Selective Serotonin/Norepinephrine Reuptake Inhibitors (SNRIs) - Serotonin Syndrome
Audience: Neuropsychiatric and other healthcare professionals, and consumers[Posted 07/19/2006] FDA notified healthcare professionals and consumers of new safety information regarding taking medications used to treat migraine headaches (triptans) together with certain types of antidepressant and mood disorder medications (selective serotonin reuptake inhibitors (SSRIs) and selective serotonin/norepinephrine reuptake inhibitors (SNRIs). A life-threatening condition called serotonin syndrome may occur when triptans are used together with a SSRI or a SNRI.

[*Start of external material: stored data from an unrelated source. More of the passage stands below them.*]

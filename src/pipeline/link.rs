use crate::pipeline::error::{Device, PipelineError};
use crate::shared::signal::CancelToken;
use serialport::SerialPort;
use std::io::{self, Read, Write};
use std::time::Duration;
use tracing::{info, warn};

// Byte transport to the modem. Implemented for real serial ports and for
// scripted links in tests.
pub trait ModemLink: Read + Write + Send {
    // Bytes the device has already buffered and a read would return immediately.
    fn bytes_waiting(&mut self) -> io::Result<usize>;
}

impl ModemLink for Box<dyn SerialPort> {
    fn bytes_waiting(&mut self) -> io::Result<usize> {
        let waiting = self.bytes_to_read().map_err(io::Error::from)?;
        Ok(waiting as usize)
    }
}

pub fn open_serial(
    device: Device,
    port: &str,
    baud_rate: u32,
    timeout: Duration,
) -> Result<Box<dyn SerialPort>, PipelineError> {
    serialport::new(port, baud_rate)
        .timeout(timeout)
        .open()
        .map_err(|err| PipelineError::device_unavailable(device, port, err))
}

// Reopen policy after the device disappears mid-run. Zero attempts means fail immediately.
#[derive(Debug, Clone, Copy)]
pub struct ReconnectPolicy {
    pub attempts: u32,
    pub delay: Duration,
}

// Why a read loop over one open link returned.
#[derive(Debug)]
pub enum SessionEnd {
    Stopped,
    StreamEnded,
    DeviceGone(io::Error),
    Failed(PipelineError),
}

// Drive `session` over `link`, reopening it with `open` when the device goes away.
//
// The first link is opened by the caller so that an unopenable port fails at
// start-up instead of inside the thread. Reopen attempts are bounded by
// `policy` and the delay between them is cut short by cancellation; once the
// budget is spent the original read error comes back as `DeviceUnavailable`.
pub fn run_sessions<L, O, S>(
    device: Device,
    port: &str,
    policy: ReconnectPolicy,
    cancel: &CancelToken,
    mut link: L,
    mut open: O,
    mut session: S,
) -> Result<(), PipelineError>
where
    O: FnMut() -> Result<L, PipelineError>,
    S: FnMut(&mut L, &CancelToken) -> SessionEnd,
{
    loop {
        let err = match session(&mut link, cancel) {
            SessionEnd::Stopped | SessionEnd::StreamEnded => return Ok(()),
            SessionEnd::Failed(err) => return Err(err),
            SessionEnd::DeviceGone(err) => err,
        };
        // Release the dead handle before trying to reopen the same path.
        drop(link);
        warn!(%device, port, error = %err, "device lost");

        let mut attempt = 0;
        link = loop {
            if attempt >= policy.attempts {
                return Err(PipelineError::device_unavailable(device, port, &err));
            }
            attempt += 1;
            if cancel.wait_timeout(policy.delay) {
                return Ok(());
            }
            match open() {
                Ok(link) => {
                    info!(%device, port, attempt, "device reopened");
                    break link;
                }
                Err(reopen_err) => {
                    warn!(%device, port, attempt, error = %reopen_err, "reopen failed");
                }
            }
        };
    }
}

#[cfg(test)]
pub mod testing {
    use super::ModemLink;
    use std::collections::VecDeque;
    use std::io::{self, Read, Write};
    use std::sync::{Arc, Mutex};
    use std::thread;
    use std::time::Duration;

    pub enum Step {
        Data(Vec<u8>),
        Fail(io::ErrorKind),
        Eof,
    }

    // In-memory serial link replaying a fixed script of reads.
    // Once the script runs out every read times out, like an idle port.
    pub struct ScriptedLink {
        steps: VecDeque<Step>,
        pending: Vec<u8>,
        waiting_failure: Option<io::ErrorKind>,
        pub written: Arc<Mutex<Vec<u8>>>,
    }

    impl ScriptedLink {
        pub fn new(steps: Vec<Step>) -> Self {
            Self {
                steps: steps.into(),
                pending: Vec::new(),
                waiting_failure: None,
                written: Arc::new(Mutex::new(Vec::new())),
            }
        }

        pub fn data(chunks: &[&[u8]]) -> Self {
            Self::new(chunks.iter().map(|chunk| Step::Data(chunk.to_vec())).collect())
        }

        // Make the next buffered-bytes query fail with `kind`.
        pub fn fail_bytes_waiting(mut self, kind: io::ErrorKind) -> Self {
            self.waiting_failure = Some(kind);
            self
        }
    }

    impl Read for ScriptedLink {
        fn read(&mut self, buf: &mut [u8]) -> io::Result<usize> {
            if self.pending.is_empty() {
                match self.steps.pop_front() {
                    Some(Step::Data(bytes)) => self.pending = bytes,
                    Some(Step::Fail(kind)) => return Err(io::Error::new(kind, "scripted failure")),
                    Some(Step::Eof) => return Ok(0),
                    None => {
                        thread::sleep(Duration::from_millis(1));
                        return Err(io::Error::new(io::ErrorKind::TimedOut, "idle"));
                    }
                }
            }
            let size = buf.len().min(self.pending.len());
            buf[..size].copy_from_slice(&self.pending[..size]);
            self.pending.drain(..size);
            Ok(size)
        }
    }

    impl Write for ScriptedLink {
        fn write(&mut self, buf: &[u8]) -> io::Result<usize> {
            self.written
                .lock()
                .map_err(|_| io::Error::other("poisoned"))?
                .extend_from_slice(buf);
            Ok(buf.len())
        }

        fn flush(&mut self) -> io::Result<()> {
            Ok(())
        }
    }

    impl ModemLink for ScriptedLink {
        fn bytes_waiting(&mut self) -> io::Result<usize> {
            if let Some(kind) = self.waiting_failure.take() {
                return Err(io::Error::new(kind, "scripted failure"));
            }
            Ok(self.pending.len())
        }
    }
}

#[cfg(test)]
mod tests {
    use super::*;

    fn policy(attempts: u32) -> ReconnectPolicy {
        ReconnectPolicy {
            attempts,
            delay: Duration::from_millis(1),
        }
    }

    #[test]
    fn device_gone_reopens_within_budget() {
        let cancel = CancelToken::new();
        let mut opens = 0;
        let mut sessions = 0;
        let result = run_sessions(
            Device::Modem,
            "/dev/null",
            policy(3),
            &cancel,
            0_u32,
            || {
                opens += 1;
                if opens < 2 {
                    Err(PipelineError::device_unavailable(Device::Modem, "/dev/null", "busy"))
                } else {
                    Ok(opens)
                }
            },
            |_link, _| {
                sessions += 1;
                if sessions == 1 {
                    SessionEnd::DeviceGone(io::Error::new(io::ErrorKind::BrokenPipe, "unplugged"))
                } else {
                    SessionEnd::Stopped
                }
            },
        );

        assert!(result.is_ok());
        assert_eq!(opens, 2);
        assert_eq!(sessions, 2);
    }

    #[test]
    fn exhausted_budget_surfaces_device_unavailable() {
        let cancel = CancelToken::new();
        let result = run_sessions(
            Device::Gps,
            "/dev/ttyUSB1",
            policy(0),
            &cancel,
            (),
            || Ok(()),
            |_, _| SessionEnd::DeviceGone(io::Error::new(io::ErrorKind::NotFound, "gone")),
        );

        match result {
            Err(PipelineError::DeviceUnavailable { device, port, .. }) => {
                assert_eq!(device, Device::Gps);
                assert_eq!(port, "/dev/ttyUSB1");
            }
            other => panic!("unexpected result: {other:?}"),
        }
    }

    #[test]
    fn stream_end_is_not_an_error() {
        let cancel = CancelToken::new();
        let result = run_sessions(
            Device::Gps,
            "gps",
            policy(1),
            &cancel,
            (),
            || Ok(()),
            |_, _| SessionEnd::StreamEnded,
        );
        assert!(result.is_ok());
    }
}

Serotonin syndrome occurs when the body has too much of a chemical found in the nervous system (serotonin). Each of the above medications (triptans, SSRIs, and SNRIs), cause an increase in serotonin levels. Symptoms of serotonin syndrome may include restlessness, hallucinations, loss of coordination, fast heart beat, rapid changes in blood pressure, increased body temperature, overactive reflexes, nausea, vomiting, and diarrhea.
Healthcare professionals prescribing a triptan, SSRI or SNRI should keep in mind that triptans are often used intermittently and either the triptan, SSRI or SNRI may be prescribed by a different physician; weigh the potential risk of serotonin syndrome with the expected benefit of using the above combination; discuss the possibility of serotonin syndrome with patients if a triptan and an SSRI or SNRI will be used together; and follow patients closely during treatment if a triptan and an SSRI or SNRI are used together.
Patients taking a triptan along with an SSRI or SNRI should talk to their doctor before stopping their medication and should immediately seek medical attention if they experience any of the above symptoms. FDA requested that all manufacturers of triptans, SSRIs and SNRIs update their prescribing information to warn of the possibility of serotonin syndrome when these medications are taken together.